Exercise brief:
Please set down the listing exactly, from the first line to the last.

Extracted records:
**********

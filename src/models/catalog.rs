// src/models/catalog.rs

use chrono::{DateTime, Utc};
use rust_decimal::Decimal;
use serde::{Deserialize, Serialize};
use sqlx::FromRow;
use utoipa::ToSchema;
use uuid::Uuid;

// ---
// 1. Loja (o ponto de venda num marketplace)
// ---
#[derive(Debug, Clone, Serialize, Deserialize, FromRow, ToSchema)]
#[serde(rename_all = "camelCase")]
pub struct Store {
    pub id: Uuid,
    pub user_id: Uuid,
    pub name: String,
    // Marketplace onde a loja opera (ex: "mercadolivre", "shopee")
    pub marketplace: Option<String>,
    pub description: Option<String>,
    pub created_at: DateTime<Utc>,
    pub updated_at: DateTime<Utc>,
}

// ---
// 2. Armazém (local físico do estoque)
// ---
#[derive(Debug, Clone, Serialize, Deserialize, FromRow, ToSchema)]
#[serde(rename_all = "camelCase")]
pub struct Warehouse {
    pub id: Uuid,
    pub user_id: Uuid,
    pub name: String,
    pub location: Option<String>,
    pub created_at: DateTime<Utc>,
    pub updated_at: DateTime<Utc>,
}

// ---
// 3. Produto (catálogo da loja)
// ---
#[derive(Debug, Clone, Serialize, Deserialize, FromRow, ToSchema)]
#[serde(rename_all = "camelCase")]
pub struct Product {
    pub id: Uuid,
    pub store_id: Uuid,
    pub warehouse_id: Option<Uuid>,
    pub sku: String,
    pub name: String,
    pub price: Decimal,
    pub stock_quantity: Decimal,
    // Código do anúncio no marketplace, preenchido pela sincronização
    pub listing_code: Option<String>,
    pub created_at: DateTime<Utc>,
    pub updated_at: DateTime<Utc>,
}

**********

Answer for the task:
filename src/models/catalog.rs
// src/models/catalog.rs

use chrono::{DateTime, Utc};
use rust_decimal::Decimal;
use serde::{Deserialize, Serialize};
use sqlx::FromRow;
use utoipa::ToSchema;
use uuid::Uuid;

// ---
// 1. Loja (o ponto de venda num marketplace)
// ---
#[derive(Debug, Clone, Serialize, Deserialize, FromRow, ToSchema)]
#[serde(rename_all = "camelCase")]
pub struct Store {
    pub id: Uuid,
    pub user_id: Uuid,
    pub name: String,
    // Marketplace onde a loja opera (ex: "mercadolivre", "shopee")
    pub marketplace: Option<String>,
    pub description: Option<String>,
    pub created_at: DateTime<Utc>,
    pub updated_at: DateTime<Utc>,
}

// ---
// 2. Armazém (local físico do estoque)
// ---
#[derive(Debug, Clone, Serialize, Deserialize, FromRow, ToSchema)]
#[serde(rename_all = "camelCase")]
pub struct Warehouse {
    pub id: Uuid,
    pub user_id: Uuid,
    pub name: String,
    pub location: Option<String>,
    pub created_at: DateTime<Utc>,
    pub updated_at: DateTime<Utc>,
}

// ---
// 3. Produto (catálogo da loja)
// ---
#[derive(Debug, Clone, Serialize, Deserialize, FromRow, ToSchema)]
#[serde(rename_all = "camelCase")]
pub struct Product {
    pub id: Uuid,
    pub store_id: Uuid,
    pub warehouse_id: Option<Uuid>,
    pub sku: String,
    pub name: String,
    pub price: Decimal,
    pub stock_quantity: Decimal,
    // Código do anúncio no marketplace, preenchido pela sincronização
    pub listing_code: Option<String>,
    pub created_at: DateTime<Utc>,
    pub updated_at: DateTime<Utc>,
}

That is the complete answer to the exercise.